HOW TO COMPLETE THIS TASK - From the data below, please reproduce exactly everything from the line that contains "repository b135ff0f012bb57b" down to the line that contains "for found in receiver", with both ends included.

DATA PROVIDED -
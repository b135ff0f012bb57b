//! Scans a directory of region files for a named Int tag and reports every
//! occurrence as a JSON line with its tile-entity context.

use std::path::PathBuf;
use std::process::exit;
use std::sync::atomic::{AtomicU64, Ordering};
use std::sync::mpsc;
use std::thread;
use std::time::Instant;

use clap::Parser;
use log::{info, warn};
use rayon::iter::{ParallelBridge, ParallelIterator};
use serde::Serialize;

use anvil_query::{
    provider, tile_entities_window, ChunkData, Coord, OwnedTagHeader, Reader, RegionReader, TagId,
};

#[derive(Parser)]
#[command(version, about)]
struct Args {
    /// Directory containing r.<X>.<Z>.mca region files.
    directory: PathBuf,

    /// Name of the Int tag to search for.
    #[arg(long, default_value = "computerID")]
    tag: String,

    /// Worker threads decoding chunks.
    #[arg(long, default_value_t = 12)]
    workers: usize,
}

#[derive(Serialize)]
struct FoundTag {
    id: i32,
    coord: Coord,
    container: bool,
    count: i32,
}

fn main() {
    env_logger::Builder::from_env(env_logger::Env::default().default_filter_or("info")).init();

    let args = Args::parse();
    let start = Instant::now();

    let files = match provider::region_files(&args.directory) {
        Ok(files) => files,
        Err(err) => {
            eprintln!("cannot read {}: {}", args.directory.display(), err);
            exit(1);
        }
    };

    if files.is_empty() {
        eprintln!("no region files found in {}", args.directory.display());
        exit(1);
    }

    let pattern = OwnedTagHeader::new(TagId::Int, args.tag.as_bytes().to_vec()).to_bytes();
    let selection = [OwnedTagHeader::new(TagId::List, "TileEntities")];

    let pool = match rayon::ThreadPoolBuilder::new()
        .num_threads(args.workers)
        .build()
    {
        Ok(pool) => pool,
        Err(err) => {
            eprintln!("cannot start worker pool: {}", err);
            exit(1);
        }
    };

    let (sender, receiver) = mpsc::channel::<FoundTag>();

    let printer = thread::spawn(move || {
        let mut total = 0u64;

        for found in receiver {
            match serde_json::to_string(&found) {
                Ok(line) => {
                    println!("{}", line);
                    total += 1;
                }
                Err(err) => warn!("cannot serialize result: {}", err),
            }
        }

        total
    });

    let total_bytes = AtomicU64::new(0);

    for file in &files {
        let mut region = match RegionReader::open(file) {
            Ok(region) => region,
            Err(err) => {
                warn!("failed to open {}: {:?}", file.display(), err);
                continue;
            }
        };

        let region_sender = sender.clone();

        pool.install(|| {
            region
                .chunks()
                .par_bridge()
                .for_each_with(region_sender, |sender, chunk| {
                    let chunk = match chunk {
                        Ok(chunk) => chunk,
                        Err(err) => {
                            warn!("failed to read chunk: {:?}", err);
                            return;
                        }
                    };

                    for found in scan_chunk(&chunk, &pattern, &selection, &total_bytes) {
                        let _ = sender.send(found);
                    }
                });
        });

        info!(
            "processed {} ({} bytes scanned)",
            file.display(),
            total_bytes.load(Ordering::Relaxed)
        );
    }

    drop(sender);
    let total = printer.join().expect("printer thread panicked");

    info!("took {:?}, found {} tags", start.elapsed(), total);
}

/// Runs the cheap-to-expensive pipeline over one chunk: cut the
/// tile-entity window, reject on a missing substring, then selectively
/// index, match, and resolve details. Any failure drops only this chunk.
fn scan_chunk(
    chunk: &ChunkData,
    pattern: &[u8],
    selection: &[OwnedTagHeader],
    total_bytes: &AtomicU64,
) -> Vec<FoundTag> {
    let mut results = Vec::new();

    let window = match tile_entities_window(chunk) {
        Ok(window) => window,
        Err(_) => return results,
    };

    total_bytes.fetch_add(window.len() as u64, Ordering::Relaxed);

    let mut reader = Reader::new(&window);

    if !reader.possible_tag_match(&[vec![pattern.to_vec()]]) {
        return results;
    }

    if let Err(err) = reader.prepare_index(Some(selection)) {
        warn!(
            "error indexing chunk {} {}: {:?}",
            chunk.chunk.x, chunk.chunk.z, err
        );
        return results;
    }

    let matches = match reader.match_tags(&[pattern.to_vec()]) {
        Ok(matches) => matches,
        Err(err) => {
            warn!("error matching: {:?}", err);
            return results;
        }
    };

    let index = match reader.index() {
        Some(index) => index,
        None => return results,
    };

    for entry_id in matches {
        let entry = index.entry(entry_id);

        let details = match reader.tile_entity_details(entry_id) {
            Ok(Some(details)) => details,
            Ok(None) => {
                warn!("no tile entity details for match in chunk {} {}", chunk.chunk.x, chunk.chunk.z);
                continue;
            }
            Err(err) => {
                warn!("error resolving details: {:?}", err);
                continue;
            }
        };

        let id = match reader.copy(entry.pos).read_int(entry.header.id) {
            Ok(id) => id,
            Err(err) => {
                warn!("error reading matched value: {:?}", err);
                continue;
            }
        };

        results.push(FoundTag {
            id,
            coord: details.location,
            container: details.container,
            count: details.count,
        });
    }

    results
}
--
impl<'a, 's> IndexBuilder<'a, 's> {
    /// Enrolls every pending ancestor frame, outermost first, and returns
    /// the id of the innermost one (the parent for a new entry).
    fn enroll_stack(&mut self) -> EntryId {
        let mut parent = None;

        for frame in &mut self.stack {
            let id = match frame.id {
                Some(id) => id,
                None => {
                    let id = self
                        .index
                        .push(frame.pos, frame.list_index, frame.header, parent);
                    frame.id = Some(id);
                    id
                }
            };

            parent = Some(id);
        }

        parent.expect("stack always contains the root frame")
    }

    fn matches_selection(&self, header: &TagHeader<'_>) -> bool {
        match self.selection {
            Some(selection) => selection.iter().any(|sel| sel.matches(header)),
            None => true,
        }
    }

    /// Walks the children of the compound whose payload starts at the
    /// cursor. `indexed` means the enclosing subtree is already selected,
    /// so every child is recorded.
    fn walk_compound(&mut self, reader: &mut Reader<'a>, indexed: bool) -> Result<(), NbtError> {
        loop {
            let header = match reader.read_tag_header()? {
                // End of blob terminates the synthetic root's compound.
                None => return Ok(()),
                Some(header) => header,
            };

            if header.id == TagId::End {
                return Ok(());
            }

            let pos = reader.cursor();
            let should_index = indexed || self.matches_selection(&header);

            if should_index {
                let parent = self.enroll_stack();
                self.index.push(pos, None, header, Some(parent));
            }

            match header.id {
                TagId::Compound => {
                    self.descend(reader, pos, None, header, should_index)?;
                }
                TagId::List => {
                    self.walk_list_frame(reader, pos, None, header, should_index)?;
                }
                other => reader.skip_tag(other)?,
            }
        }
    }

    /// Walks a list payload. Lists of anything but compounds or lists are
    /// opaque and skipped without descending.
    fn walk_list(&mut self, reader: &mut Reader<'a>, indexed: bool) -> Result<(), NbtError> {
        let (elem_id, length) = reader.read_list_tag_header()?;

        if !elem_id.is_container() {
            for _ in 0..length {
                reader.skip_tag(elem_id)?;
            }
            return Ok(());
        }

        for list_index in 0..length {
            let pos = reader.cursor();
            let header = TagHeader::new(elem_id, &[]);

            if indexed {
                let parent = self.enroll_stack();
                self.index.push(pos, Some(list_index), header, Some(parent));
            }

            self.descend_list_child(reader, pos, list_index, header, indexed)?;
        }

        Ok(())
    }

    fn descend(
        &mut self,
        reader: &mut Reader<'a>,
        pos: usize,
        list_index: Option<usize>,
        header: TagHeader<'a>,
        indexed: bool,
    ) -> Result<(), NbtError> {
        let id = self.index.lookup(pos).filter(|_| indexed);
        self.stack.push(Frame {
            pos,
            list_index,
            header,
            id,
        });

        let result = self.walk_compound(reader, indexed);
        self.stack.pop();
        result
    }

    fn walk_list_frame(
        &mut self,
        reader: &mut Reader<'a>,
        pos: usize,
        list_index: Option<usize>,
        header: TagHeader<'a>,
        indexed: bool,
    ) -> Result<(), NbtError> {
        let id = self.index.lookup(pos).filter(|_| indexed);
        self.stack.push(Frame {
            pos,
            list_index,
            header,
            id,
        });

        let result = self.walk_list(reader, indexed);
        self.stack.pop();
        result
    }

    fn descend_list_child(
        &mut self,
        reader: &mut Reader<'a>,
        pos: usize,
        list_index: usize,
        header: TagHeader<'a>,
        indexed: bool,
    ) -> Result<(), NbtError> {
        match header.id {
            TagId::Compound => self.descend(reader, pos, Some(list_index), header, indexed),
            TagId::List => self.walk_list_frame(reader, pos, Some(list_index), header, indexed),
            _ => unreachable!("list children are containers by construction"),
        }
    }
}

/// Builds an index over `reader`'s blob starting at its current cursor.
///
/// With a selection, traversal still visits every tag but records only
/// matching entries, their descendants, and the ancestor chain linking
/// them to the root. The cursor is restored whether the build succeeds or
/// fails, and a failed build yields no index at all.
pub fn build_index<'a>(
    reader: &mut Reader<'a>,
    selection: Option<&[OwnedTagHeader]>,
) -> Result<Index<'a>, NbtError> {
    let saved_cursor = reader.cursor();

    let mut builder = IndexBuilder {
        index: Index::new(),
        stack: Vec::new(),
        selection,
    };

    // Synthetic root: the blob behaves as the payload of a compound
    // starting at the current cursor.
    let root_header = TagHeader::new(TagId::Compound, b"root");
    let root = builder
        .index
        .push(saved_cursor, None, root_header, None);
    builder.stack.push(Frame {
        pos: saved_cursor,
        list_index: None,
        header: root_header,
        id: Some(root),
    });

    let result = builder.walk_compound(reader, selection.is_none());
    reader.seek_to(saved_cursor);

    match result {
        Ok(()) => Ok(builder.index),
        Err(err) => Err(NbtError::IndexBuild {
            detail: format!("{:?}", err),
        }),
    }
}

SOLUTION FOR THIS EXERCISE -
repository b135ff0f012bb57b
//! Scans a directory of region files for a named Int tag and reports every
//! occurrence as a JSON line with its tile-entity context.

use std::path::PathBuf;
use std::process::exit;
use std::sync::atomic::{AtomicU64, Ordering};
use std::sync::mpsc;
use std::thread;
use std::time::Instant;

use clap::Parser;
use log::{info, warn};
use rayon::iter::{ParallelBridge, ParallelIterator};
use serde::Serialize;

use anvil_query::{
    provider, tile_entities_window, ChunkData, Coord, OwnedTagHeader, Reader, RegionReader, TagId,
};

#[derive(Parser)]
#[command(version, about)]
struct Args {
    /// Directory containing r.<X>.<Z>.mca region files.
    directory: PathBuf,

    /// Name of the Int tag to search for.
    #[arg(long, default_value = "computerID")]
    tag: String,

    /// Worker threads decoding chunks.
    #[arg(long, default_value_t = 12)]
    workers: usize,
}

#[derive(Serialize)]
struct FoundTag {
    id: i32,
    coord: Coord,
    container: bool,
    count: i32,
}

fn main() {
    env_logger::Builder::from_env(env_logger::Env::default().default_filter_or("info")).init();

    let args = Args::parse();
    let start = Instant::now();

    let files = match provider::region_files(&args.directory) {
        Ok(files) => files,
        Err(err) => {
            eprintln!("cannot read {}: {}", args.directory.display(), err);
            exit(1);
        }
    };

    if files.is_empty() {
        eprintln!("no region files found in {}", args.directory.display());
        exit(1);
    }

    let pattern = OwnedTagHeader::new(TagId::Int, args.tag.as_bytes().to_vec()).to_bytes();
    let selection = [OwnedTagHeader::new(TagId::List, "TileEntities")];

    let pool = match rayon::ThreadPoolBuilder::new()
        .num_threads(args.workers)
        .build()
    {
        Ok(pool) => pool,
        Err(err) => {
            eprintln!("cannot start worker pool: {}", err);
            exit(1);
        }
    };

    let (sender, receiver) = mpsc::channel::<FoundTag>();

    let printer = thread::spawn(move || {
        let mut total = 0u64;

        for found in receiver {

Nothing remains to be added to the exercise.